== Task ==
Please report every line in the entries that contains the string "VecDeque".

== Exercise data ==
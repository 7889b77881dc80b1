//! Simulated collaborators shared by the unit tests.

use core::cell::{Cell, RefCell};
use core::convert::Infallible;
use core::sync::atomic::{AtomicU64, Ordering};
use std::boxed::Box;
use std::collections::VecDeque;
use std::rc::Rc;
use std::vec::Vec;

use crate::config::{SofaConfig, TimingConfig};
use crate::driver::SofaMac;
use crate::frame::{self, Address, AddressFramer, Body, Framer, LinkHeader};
use crate::hal::{Application, Outcome, Radio, Watchdog};
use crate::timer::{Clock, SoftTimers, TimerId, TimerService};

/// Check rate used by the simulated nodes: 125 ms period, 625 us on-time.
pub(crate) const TEST_CHECK_RATE: u32 = 8;

/// Frames waiting to be read by a node.
pub(crate) type Inbox = Rc<RefCell<VecDeque<Vec<u8>>>>;

/// Shared clock that moves forward by `step` on every reading.
#[derive(Clone)]
pub(crate) struct SimClock {
    now: Rc<Cell<u64>>,
    step: u64,
}

impl SimClock {
    pub(crate) fn new(step: u64) -> Self {
        Self {
            now: Rc::new(Cell::new(0)),
            step,
        }
    }

    pub(crate) fn advance(&self, us: u64) {
        self.now.set(self.now.get() + us);
    }
}

impl Clock for SimClock {
    fn now_us(&self) -> u64 {
        let now = self.now.get() + self.step;
        self.now.set(now);
        now
    }
}

/// Process-wide clock for tests that need `Send` collaborators.
pub(crate) static STATIC_NOW: AtomicU64 = AtomicU64::new(0);

#[derive(Clone, Copy, Default, Debug)]
pub(crate) struct StaticClock;

impl Clock for StaticClock {
    fn now_us(&self) -> u64 {
        STATIC_NOW.fetch_add(10, Ordering::Relaxed) + 10
    }
}

/// Radio whose transmissions are recorded and optionally handed to a peer.
pub(crate) struct SimRadio {
    pub(crate) on: bool,
    pub(crate) sent: Vec<Vec<u8>>,
    pub(crate) inbox: Inbox,
    pub(crate) peer: Option<Box<dyn FnMut(&[u8])>>,
}

impl SimRadio {
    pub(crate) fn new() -> Self {
        Self {
            on: false,
            sent: Vec::new(),
            inbox: Rc::new(RefCell::new(VecDeque::new())),
            peer: None,
        }
    }

    /// Type byte of every sent frame, assuming an [`AddressFramer`] header.
    pub(crate) fn sent_types(&self) -> Vec<u8> {
        self.sent.iter().map(|f| f[4]).collect()
    }

    pub(crate) fn queue(&self, frame: Vec<u8>) {
        self.inbox.borrow_mut().push_back(frame);
    }
}

impl Radio for SimRadio {
    type Error = Infallible;

    fn on(&mut self) -> Result<(), Self::Error> {
        self.on = true;
        Ok(())
    }

    fn off(&mut self) -> Result<(), Self::Error> {
        self.on = false;
        Ok(())
    }

    fn send(&mut self, frame: &[u8]) -> Result<(), Self::Error> {
        self.sent.push(frame.to_vec());
        if let Some(peer) = self.peer.as_mut() {
            peer(frame);
        }
        Ok(())
    }

    fn read(&mut self, buf: &mut [u8]) -> nb::Result<usize, Self::Error> {
        let next = self.inbox.borrow_mut().pop_front();
        match next {
            Some(frame) => {
                let len = frame.len().min(buf.len());
                buf[..len].copy_from_slice(&frame[..len]);
                Ok(len)
            }
            None => Err(nb::Error::WouldBlock),
        }
    }
}

/// `Send` radio that never receives anything.
#[derive(Default, Debug)]
pub(crate) struct PlainRadio;

impl Radio for PlainRadio {
    type Error = Infallible;

    fn on(&mut self) -> Result<(), Self::Error> {
        Ok(())
    }

    fn off(&mut self) -> Result<(), Self::Error> {
        Ok(())
    }

    fn send(&mut self, _frame: &[u8]) -> Result<(), Self::Error> {
        Ok(())
    }

    fn read(&mut self, _buf: &mut [u8]) -> nb::Result<usize, Self::Error> {
        Err(nb::Error::WouldBlock)
    }
}

/// [`AddressFramer`] header padded with filler bytes up to `len`.
#[derive(Clone, Copy, Debug)]
pub(crate) struct PaddedFramer {
    pub(crate) len: usize,
}

impl Framer for PaddedFramer {
    fn create(&mut self, header: &LinkHeader, buf: &mut [u8]) -> Option<usize> {
        let out = buf.get_mut(..self.len)?;
        let _ = AddressFramer.create(header, out)?;
        out[4..].fill(0xee);
        Some(self.len)
    }

    fn parse(&mut self, frame: &[u8]) -> Option<(LinkHeader, usize)> {
        let (header, _) = AddressFramer.parse(frame)?;
        if frame.len() < self.len {
            return None;
        }
        Some((header, self.len))
    }
}

/// Application recording everything the MAC tells it.
#[derive(Default, Debug)]
pub(crate) struct Recorder {
    pub(crate) value: u16,
    pub(crate) pulls: usize,
    pub(crate) received: Vec<u16>,
    pub(crate) outcomes: Vec<Outcome>,
}

impl Recorder {
    pub(crate) fn with_value(value: u16) -> Self {
        Self {
            value,
            ..Self::default()
        }
    }
}

impl Application for Recorder {
    fn recv(&mut self, value: u16) {
        self.received.push(value);
    }

    fn pull(&mut self) -> u16 {
        self.pulls += 1;
        self.value
    }

    fn result(&mut self, outcome: Outcome) {
        self.outcomes.push(outcome);
    }
}

/// Random source that always yields the same value.
#[derive(Clone, Copy, Debug)]
pub(crate) struct FixedRng(pub(crate) u32);

impl rand_core::RngCore for FixedRng {
    fn next_u32(&mut self) -> u32 {
        self.0
    }

    fn next_u64(&mut self) -> u64 {
        u64::from(self.0)
    }

    fn fill_bytes(&mut self, dest: &mut [u8]) {
        dest.fill(self.0 as u8);
    }

    fn try_fill_bytes(&mut self, dest: &mut [u8]) -> Result<(), rand_core::Error> {
        self.fill_bytes(dest);
        Ok(())
    }
}

#[derive(Default, Debug)]
pub(crate) struct CountingWatchdog {
    pub(crate) stops: usize,
    pub(crate) starts: usize,
}

impl Watchdog for CountingWatchdog {
    fn stop(&mut self) {
        self.stops += 1;
    }

    fn start(&mut self) {
        self.starts += 1;
    }
}

pub(crate) type SimMac<F = AddressFramer> =
    SofaMac<SimRadio, F, SoftTimers<SimClock>, FixedRng, Recorder, CountingWatchdog>;

pub(crate) fn addr(n: u8) -> Address {
    Address::new(0, n)
}

pub(crate) fn test_config(n: u8) -> SofaConfig {
    SofaConfig::new(addr(n)).with_timing(TimingConfig::from_check_rate(TEST_CHECK_RATE))
}

/// A node with a bound [`Recorder`] answering `value` when pulled.
pub(crate) fn sim_node_with<F: Framer>(
    framer: F,
    config: SofaConfig,
    clock: &SimClock,
    value: u16,
    rng: u32,
) -> SimMac<F> {
    let mut mac = SofaMac::new(
        SimRadio::new(),
        framer,
        SoftTimers::new(clock.clone()),
        FixedRng(rng),
        CountingWatchdog::default(),
        config,
    );
    let _ = mac.register(Recorder::with_value(value));
    mac
}

pub(crate) fn sim_node(n: u8, clock: &SimClock, value: u16) -> SimMac {
    sim_node_with(AddressFramer, test_config(n), clock, value, 0)
}

/// Builds a raw frame with an [`AddressFramer`] header.
pub(crate) fn raw_frame(sender: Address, receiver: Address, body: Body) -> Vec<u8> {
    let header = LinkHeader { sender, receiver };
    match frame::build(&mut AddressFramer, &header, &body) {
        Ok(frame) => frame.to_vec(),
        Err(e) => panic!("test frame does not fit: {e}"),
    }
}

/// Simulates the expiry of an armed alarm.
pub(crate) fn fire<F: Framer>(mac: &mut SimMac<F>, id: TimerId) {
    assert!(mac.timers.is_armed(id), "{id:?} is not armed");
    mac.timers.cancel(id);
    mac.on_timer(id);
}

/// Connects two nodes: frames sent by `a` reach `b` while its radio is on,
/// frames sent by `b` land in `a`'s inbox.
pub(crate) fn link(a: &mut SimMac, b: &Rc<RefCell<SimMac>>) {
    let a_inbox = Rc::clone(&a.radio.inbox);
    b.borrow_mut().radio.peer = Some(Box::new(move |frame: &[u8]| {
        a_inbox.borrow_mut().push_back(frame.to_vec());
    }));

    let b = Rc::clone(b);
    a.radio.peer = Some(Box::new(move |frame: &[u8]| {
        let mut node = b.borrow_mut();
        if node.is_radio_on() {
            node.on_frame_received(frame);
        }
    }));
}

/// Hands every queued inbound frame to `mac`.
pub(crate) fn drain_inbox(mac: &mut SimMac) {
    loop {
        let next = mac.radio.inbox.borrow_mut().pop_front();
        match next {
            Some(frame) => mac.on_frame_received(&frame),
            None => break,
        }
    }
}
use crate::driver::SofaMac;
use crate::frame::Framer;
use crate::hal::{Application, Radio, Watchdog};
use crate::timer::TimerService;
use embedded_hal::delay::DelayNs;
use rand_core::RngCore;

/// Services every pending event of `mac`, then sleeps for `poll_us`.
///
/// # Arguments
/// - `mac`: A MAC whose [`TimerService`] reports expiries through
///   [`take_expired()`](TimerService::take_expired), e.g. [`SoftTimers`](crate::timer::SoftTimers).
/// - `delay`: A delay provider implementing `DelayNs`, typically from the HAL.
/// - `poll_us`: Sleep between polls, in microseconds. Keep it well below the
///   on-time or strobes will be missed.
///
/// # Returns
/// - The number of events handled before sleeping.
pub fn sofa_loop_step<D, R, F, T, N, A, W>(
    mac: &mut SofaMac<R, F, T, N, A, W>,
    delay: &mut D,
    poll_us: u32,
) -> usize
where
    D: DelayNs,
    R: Radio,
    F: Framer,
    T: TimerService,
    N: RngCore,
    A: Application,
    W: Watchdog,
{
    let mut handled = 0;
    while mac.poll() {
        handled += 1;
    }
    delay.delay_us(poll_us);
    handled
}

/// Runs a blocking loop that drives the MAC with [`sofa_loop_step`].
///
/// This is a simple polling loop for use in environments where alarm
/// interrupts are unavailable or undesired.
///
/// # Example
/// ```rust,ignore
/// let mut mac = SofaMac::new(radio, AddressFramer, SoftTimers::new(clock), rng, NoWatchdog, config);
/// mac.register(app);
/// mac.init();
/// run_sofa_loop(&mut mac, &mut delay, 100);
/// ```
///
/// # Notes
/// - This loop will never return; it is intended for single-purpose polling firmware.
/// - Transmits must then come from the application's callbacks.
pub fn run_sofa_loop<D, R, F, T, N, A, W>(
    mac: &mut SofaMac<R, F, T, N, A, W>,
    delay: &mut D,
    poll_us: u32,
) -> !
where
    D: DelayNs,
    R: Radio,
    F: Framer,
    T: TimerService,
    N: RngCore,
    A: Application,
    W: Watchdog,
{
    loop {
        let _ = sofa_loop_step(mac, delay, poll_us);
    }
}

#[cfg(test)]
mod tests {
    use super::*;
    use crate::frame::{Address, Body};
    use crate::fsm::State;
    use crate::testing::*;
    use embedded_hal_mock::eh1::delay::NoopDelay;

    #[test]
    fn test_loop_step_wakes_and_answers() {
        let clock = SimClock::new(5);
        let mut mac = sim_node(2, &clock, 0);
        let mut delay = NoopDelay::new();
        mac.init();

        assert_eq!(sofa_loop_step(&mut mac, &mut delay, 100), 0);

        clock.advance(u64::from(mac.config().timing.off_time()));
        mac.radio.queue(raw_frame(addr(1), Address::NULL, Body::Strobe));
        assert_eq!(sofa_loop_step(&mut mac, &mut delay, 100), 2);
        assert!(mac.is_radio_on());
        assert_eq!(mac.state(), State::WaitMasterPacket);
    }
}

== Exercise solution ==
use std::collections::VecDeque;
pub(crate) type Inbox = Rc<RefCell<VecDeque<Vec<u8>>>>;
            inbox: Rc::new(RefCell::new(VecDeque::new())),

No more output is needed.